(Fotogramma)
Pubblicato il: 21/01/2019 18:29
di Giannandrea Carreri
“); } else { document.write(“”); }
“Mi auguro di non restare solo con il mio Dante, un progetto fermo da 18 anni”. Il regista Pupi Avati scuote la testa mostrando timore e speranza in parti uguali nel ripercorrere, con l’Adnkronos, la vicenda del suo progetto di un film tv su Dante Alighieri, una storia che Avati fa partire all’inizio del secolo: “Tanto lavoro è stato fatto e già nel 2001 ci fu una lettera di Rai Fiction, un impegno scritto secondo il quale il progetto di raccontare la vita di Dante attraverso Boccaccio sarebbe andato in produzione l’anno successivo – sostiene il regista – Dal 2001 questo progetto è rimbalzato da un direttore all’altro della Rai senza mai riuscire a ottenere il ‘via’. Così siamo arrivati a ridosso delle celebrazioni per i 700 anni dalla morte di Dante, avvenuta nel 1321 a Ravenna”.
“Su quel progetto c’era anche il patrocinio dei Beni Culturali e io, da dantista dilettante, ho cercato e ottenuto la complicità di esperti illustri, creando un comitato scientifico con anche l’Accademia della Crusca – prosegue Avati – Il progetto si incentra sul ‘Trattatello in laude di Dante’ del Boccaccio.
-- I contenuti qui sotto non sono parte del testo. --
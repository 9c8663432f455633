//! Salted PBKDF2-HMAC-SHA256 password hashes.
//!
//! Hashes use the Werkzeug string layout,
//! `pbkdf2:sha256:<iterations>$<salt>$<hex digest>`, so accounts created by
//! the previous deployment keep working.

use pbkdf2::pbkdf2_hmac;
use rand::{Rng, distributions::Alphanumeric};
use sha2::Sha256;
use subtle::ConstantTimeEq;
use tracing::warn;

pub const DEFAULT_ITERATIONS: u32 = 600_000;
pub const SALT_LENGTH: usize = 8;
const METHOD: &str = "pbkdf2:sha256";
const DIGEST_LEN: usize = 32;

#[derive(Debug, Clone, Copy)]
pub struct PasswordHasher {
    iterations: u32,
}

impl Default for PasswordHasher {
    fn default() -> Self {
        Self::new(DEFAULT_ITERATIONS)
    }
}

impl PasswordHasher {
    pub fn new(iterations: u32) -> Self {
        Self {
            iterations: iterations.max(1),
        }
    }

    /// Hash with a fresh random salt.
    pub fn hash(&self, password: &str) -> String {
        let salt: String = rand::thread_rng()
            .sample_iter(&Alphanumeric)
            .take(SALT_LENGTH)
            .map(char::from)
            .collect();
        encode(password, &salt, self.iterations)
    }

    /// Check `password` against a stored hash string. Hashes in an unknown
    /// format never match.
    pub fn verify(&self, password: &str, stored: &str) -> bool {
        let Some((iterations, salt, expected)) = parse(stored) else {
            warn!("stored password hash has an unsupported format");
            return false;
        };
        let actual = derive(password, salt, iterations);
        bool::from(actual.as_bytes().ct_eq(expected.as_bytes()))
    }
}

fn derive(password: &str, salt: &str, iterations: u32) -> String {
    let mut key = [0u8; DIGEST_LEN];
    pbkdf2_hmac::<Sha256>(password.as_bytes(), salt.as_bytes(), iterations, &mut key);
    hex::encode(key)
}

fn encode(password: &str, salt: &str, iterations: u32) -> String {
    format!(
        "{METHOD}:{iterations}${salt}${}",
        derive(password, salt, iterations)
    )
}

fn parse(stored: &str) -> Option<(u32, &str, &str)> {
    let mut parts = stored.splitn(3, '$');
    let method = parts.next()?;
    let salt = parts.next()?;
    let digest = parts.next()?;

    let iterations = method.strip_prefix(METHOD)?.strip_prefix(':')?;
    let iterations: u32 = iterations.parse().ok().filter(|n| *n > 0)?;
    if salt.is_empty() || digest.len() != DIGEST_LEN * 2 {
        return None;
    }
    Some((iterations, salt, digest))
}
Quando consegna nel 1350 alla figlia di Dante, monaca in un monastero a Ravenna, un risarcimento per i patimenti inflitti al Poeta dei Fiorentini, Boccaccio si fa investigatore e interroga prima la donna e poi altri che lo avevano conosciuto, arrivando a tracciarne la biografia, tanto che tutte le notizie che ancora oggi abbiamo su Dante vengono dal Boccaccio”.
“Il ‘Trattatello’ è un soggetto meraviglioso, già pronto, ne abbiamo fatto una sintesi dove i protagonisti sono appunto due dei tre padri della lingua italiana, manca solo Petrarca. Un film per la tv su queste basi è certamente un progetto ambizioso, un progetto che riguarda l’italiano più famoso nel mondo“, aggiunge Avati che quando gli si chiede anche solo un’ipotesi di interprete per il ruolo di Dante, o per quello di Boccaccio, risponde “preferisco non parlare di attori”, anche perché in 18 anni di attesa e speranza molti sono i volti che ha potuto ipotizzare. “Quello che manca – conclude il regista – è semplicemente un committente. Spero che ci sia attenzione verso l’identità, il patrimonio culturale dell’Italia”.